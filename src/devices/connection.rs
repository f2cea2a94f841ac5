//! Paired-device connection tracking
//!
//! A background thread polls the paired-device list and reports devices that
//! connected or disconnected since the previous poll.

use crate::error::{AppError, Result};
use log::{debug, info, warn};
use std::collections::BTreeMap;
use std::sync::mpsc::{self, RecvTimeoutError, Sender};
use std::sync::Arc;
use std::thread::{self, JoinHandle};
use std::time::Duration;

/// A paired Bluetooth device as reported by the radio
#[derive(Debug, Clone, PartialEq, Eq)]
pub struct PairedDevice {
    pub name: String,
    pub connected: bool,
}

/// A device connecting or disconnecting
#[derive(Debug, Clone, PartialEq, Eq)]
pub struct ConnectionChange {
    pub device_name: String,
    pub connected: bool,
}

/// Source of the paired-device list
pub trait PairedDeviceSource: Send + Sync {
    fn paired_devices(&self) -> Result<Vec<PairedDevice>>;
}

/// Match quality for device name matching
#[derive(Debug, Clone, Copy, PartialEq, Eq, PartialOrd, Ord)]
pub enum MatchQuality {
    NoMatch = 0,
    Contains = 1,
    Exact = 2,
}

/// Normalize a device name for comparison
fn normalize_name(name: &str) -> String {
    name.trim().to_lowercase()
}

/// Compare a configured device name against a reported one
pub fn match_device_name(configured: &str, reported: &str) -> MatchQuality {
    let target = normalize_name(configured);
    let device = normalize_name(reported);

    if target.is_empty() || device.is_empty() {
        return MatchQuality::NoMatch;
    }

    if target == device {
        return MatchQuality::Exact;
    }

    // Contains match (either direction)
    if target.contains(&device) || device.contains(&target) {
        return MatchQuality::Contains;
    }

    MatchQuality::NoMatch
}

/// Best match for `configured` among `names`, preferring exact matches
pub fn best_match<'a>(configured: &str, names: impl IntoIterator<Item = &'a str>) -> Option<&'a str> {
    names
        .into_iter()
        .map(|name| (match_device_name(configured, name), name))
        .filter(|(quality, _)| *quality != MatchQuality::NoMatch)
        .max_by_key(|(quality, _)| *quality)
        .map(|(_, name)| name)
}

/// Connect event for a device that was already connected at startup.
///
/// Picks the best connected match for `configured`, or the first connected
/// device by name when nothing is configured.
pub fn already_connected(configured: &str, devices: &[PairedDevice]) -> Option<ConnectionChange> {
    let connected = devices.iter().filter(|d| d.connected).map(|d| d.name.as_str());
    let name = if configured.trim().is_empty() {
        connected.min()
    } else {
        best_match(configured, connected)
    }?;
    Some(ConnectionChange {
        device_name: name.to_string(),
        connected: true,
    })
}

/// Changes between two connection snapshots keyed by device name
pub fn diff_connections(
    previous: &BTreeMap<String, bool>,
    current: &BTreeMap<String, bool>,
) -> Vec<ConnectionChange> {
    let mut changes = Vec::new();

    for (name, &was_connected) in previous {
        let now_connected = current.get(name).copied().unwrap_or(false);
        if was_connected && !now_connected {
            changes.push(ConnectionChange {
                device_name: name.clone(),
                connected: false,
            });
        }
    }

    for (name, &now_connected) in current {
        let was_connected = previous.get(name).copied().unwrap_or(false);
        if now_connected && !was_connected {
            changes.push(ConnectionChange {
                device_name: name.clone(),
                connected: true,
            });
        }
    }

    changes
}

fn snapshot(devices: Vec<PairedDevice>) -> BTreeMap<String, bool> {
    devices.into_iter().map(|d| (d.name, d.connected)).collect()
}

/// Polls a [`PairedDeviceSource`] on a background thread
pub struct ConnectionWatcher {
    stop_tx: Option<Sender<()>>,
    thread_handle: Option<JoinHandle<()>>,
}

impl ConnectionWatcher {
    /// Take a baseline snapshot, then report changes through `on_change`
    pub fn start<F>(
        source: Arc<dyn PairedDeviceSource>,
        poll_interval: Duration,
        on_change: F,
    ) -> Result<Self>
    where
        F: Fn(ConnectionChange) + Send + 'static,
    {
        let baseline = match source.paired_devices() {
            Ok(devices) => snapshot(devices),
            Err(e) => {
                warn!("Initial paired-device query failed: {}", e);
                BTreeMap::new()
            }
        };
        let (stop_tx, stop_rx) = mpsc::channel::<()>();

        let thread_handle = thread::Builder::new()
            .name("bt-connection-watcher".into())
            .spawn(move || {
                info!("Connection watcher thread started");
                let mut previous = baseline;
                loop {
                    match stop_rx.recv_timeout(poll_interval) {
                        Err(RecvTimeoutError::Timeout) => {}
                        Ok(()) | Err(RecvTimeoutError::Disconnected) => break,
                    }

                    let current = match source.paired_devices() {
                        Ok(devices) => snapshot(devices),
                        Err(e) => {
                            debug!("Paired-device query failed: {}", e);
                            continue;
                        }
                    };

                    for change in diff_connections(&previous, &current) {
                        info!(
                            "Device {}: {}",
                            if change.connected { "connected" } else { "disconnected" },
                            change.device_name
                        );
                        on_change(change);
                    }
                    previous = current;
                }
                info!("Connection watcher thread stopped");
            })
            .map_err(|e| AppError::WatcherFailed(format!("Could not spawn connection watcher: {}", e)))?;

        Ok(Self {
            stop_tx: Some(stop_tx),
            thread_handle: Some(thread_handle),
        })
    }

    pub fn stop(&mut self) {
        if let Some(tx) = self.stop_tx.take() {
            let _ = tx.send(());
        }
        if let Some(handle) = self.thread_handle.take() {
            let _ = handle.join();
        }
    }
}

impl Drop for ConnectionWatcher {
    fn drop(&mut self) {
        self.stop();
    }
}

/// Mock implementations for testing
/// Available in tests and with the "test-mocks" feature
#[cfg(any(test, feature = "test-mocks"))]
pub mod mocks {
    use super::*;
    use std::sync::Mutex;

    #[derive(Default)]
    pub struct MockPairedDevices {
        devices: Mutex<Vec<PairedDevice>>,
    }

    impl MockPairedDevices {
        pub fn new() -> Self {
            Self::default()
        }

        pub fn set_connected(&self, name: &str, connected: bool) {
            let mut devices = self.devices.lock().unwrap();
            match devices.iter_mut().find(|d| d.name == name) {
                Some(device) => device.connected = connected,
                None => devices.push(PairedDevice {
                    name: name.to_string(),
                    connected,
                }),
            }
        }
    }

    impl PairedDeviceSource for MockPairedDevices {
        fn paired_devices(&self) -> Result<Vec<PairedDevice>> {
            Ok(self.devices.lock().unwrap().clone())
        }
    }
}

= = = = =

REQUIRED ACTION - Examine the listing line by line and give the number of lines where "MatchQuality" occurs, with nothing added.

RESPONSE AREA - 7